Recensione del Ballantine's Finest, un altro blended molto popolare.

Provenienza: Scozia
Tipologia: Blended Scotch Whisky
Gradazione: 40%
Botti di invecchiamento: Ex bourbon
Filtrato a freddo:
Colorazione aggiuntiva:
Proprietà: Pernod Ricard
Prezzo indicativo: € 14,00
Sito web ufficiale: www.ballantines.com
Valutazione: 49/100

Torniamo a parlare dei whisky “popolari” con un altro blended molto noto e molto reperibile in qualunque supermercato, anche sotto casa.
È tra gli Scotch più venduti al mondo, ma ovviamente il fatto che costi poco non avrà nulla a che vedere con questo successo…
La famiglia Ballantine da cui prende il nome l’etichetta gestiva un negozietto di alimentari a Edimburgo fin dal 1827, ma è con il passaggio della bottega dal fondatore ai figli Archibald e George Jr. che questi iniziano a produrre il proprio blend (in una storia non dissimile a quella del Chivas Regal), fino ad arrivare alla seconda metà dell’ottocento quando nasce la “George Ballantine and Son Ltd”.

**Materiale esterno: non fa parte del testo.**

use crate::error::{AppError, AppResult};
use chrono::{Duration, Utc};
use jsonwebtoken::{Algorithm, DecodingKey, EncodingKey, Header, Validation, decode, encode};
use serde::{Deserialize, Serialize};

#[derive(Debug, Serialize, Deserialize)]
pub struct Claims {
    pub sub: String, // user_id
    pub exp: i64,
    pub iat: i64,
    pub token_type: String, // "access"
}

impl Claims {
    pub fn user_id(&self) -> AppResult<i64> {
        self.sub
            .parse::<i64>()
            .map_err(|_| AppError::AuthError("User ID not found in token".to_string()))
    }
}

/// HS256 access tokens shared with the identity provider.
#[derive(Clone)]
pub struct JwtService {
    encoding_key: EncodingKey,
    decoding_key: DecodingKey,
    access_token_expires_in: i64,
}

impl JwtService {
    pub fn new(secret: &str, access_expires_in: i64) -> Self {
        Self {
            encoding_key: EncodingKey::from_secret(secret.as_bytes()),
            decoding_key: DecodingKey::from_secret(secret.as_bytes()),
            access_token_expires_in: access_expires_in,
        }
    }

    pub fn generate_access_token(&self, user_id: i64) -> AppResult<String> {
        let now = Utc::now();
        let exp = now + Duration::seconds(self.access_token_expires_in);

        let claims = Claims {
            sub: user_id.to_string(),
            exp: exp.timestamp(),
            iat: now.timestamp(),
            token_type: "access".to_string(),
        };

        encode(&Header::default(), &claims, &self.encoding_key).map_err(AppError::JwtError)
    }

    pub fn verify_token(&self, token: &str) -> AppResult<Claims> {
        let validation = Validation::new(Algorithm::HS256);
        decode::<Claims>(token, &self.decoding_key, &validation)
            .map(|data| data.claims)
            .map_err(AppError::JwtError)
    }

    pub fn verify_access_token(&self, token: &str) -> AppResult<Claims> {
        let claims = self.verify_token(token)?;

        if claims.token_type != "access" {
            return Err(AppError::AuthError("Invalid access token type".to_string()));
        }

        Ok(claims)
    }

    pub fn get_access_token_expires_in(&self) -> i64 {
        self.access_token_expires_in
    }
}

È il piccolo George Jr. a far fiorire l’attività, che verrà ceduta con ampio profitto alla Barclay and McKinlay nel 1919, che a sua volta vendette nel 1937 a Gooderham & Worts; questi ultimi ricevettero un anno dopo il prestigioso riconoscimento del Grant of Heraldic Arm (tuttora presente in etichetta), consacrando la George Ballantine & Son come “l’incarnazione della Nobiltà di Scozia”.
Gli affari andavano a gonfie vele, portando all’acquisto di due distillerie per sostenere la produzione (Miltonduff e Glenburgie) e alla fondazione di un’altra a Dumbarton (che restò in attività fino al 2002).
Il marchio Ballantine’s divenne ampiamente riconosciuto e apprezzato in Europa come in tutto il mondo, ed è dal 2005 saldamente nelle mani di Pernod Ricard.
Oltre alla presente, esistono altre sei edizioni nel core range dell’etichetta: un altro NAS (il Limited), il 12yo, 12yo Pure Malt, 17yo, 21yo, 30yo e 40yo.

Note di degustazione

Ovviamente whisky con colorante, portandolo a un’ambra dorata come sempre utile per evocare un distillato agée.
Al naso arriva prepotente l’alcol, quello per pulire, che cerca di nascondere un aroma non malvagio di amaretto, frutta secca e fette biscottate. Ma è tutto molto schiacciato e sferzato da questa presenza sintetica e fastidiosa, che alla fine prevale e cancella ogni buona intenzione. Peccato.
Al palato l’alcol per fortuna si fa un po’ da parte, facendo emergere vaniglia, ancora amaretto, frutta secca e arancia candita. Tutto molto dolciastro e anche difficile da discernere, in un profilo che risulta (e vuole essere, sia chiaro) superficiale e beverino, come è giusto che sia visto il mercato di riferimento. Peraltro, anche alla bevuta la stizzosità alcolica del naso si infiltra a rompere il già precario equilibrio del gusto.
Finale cortissimo, evanescente, un’impronta di dolce alcolico come un babà da discount.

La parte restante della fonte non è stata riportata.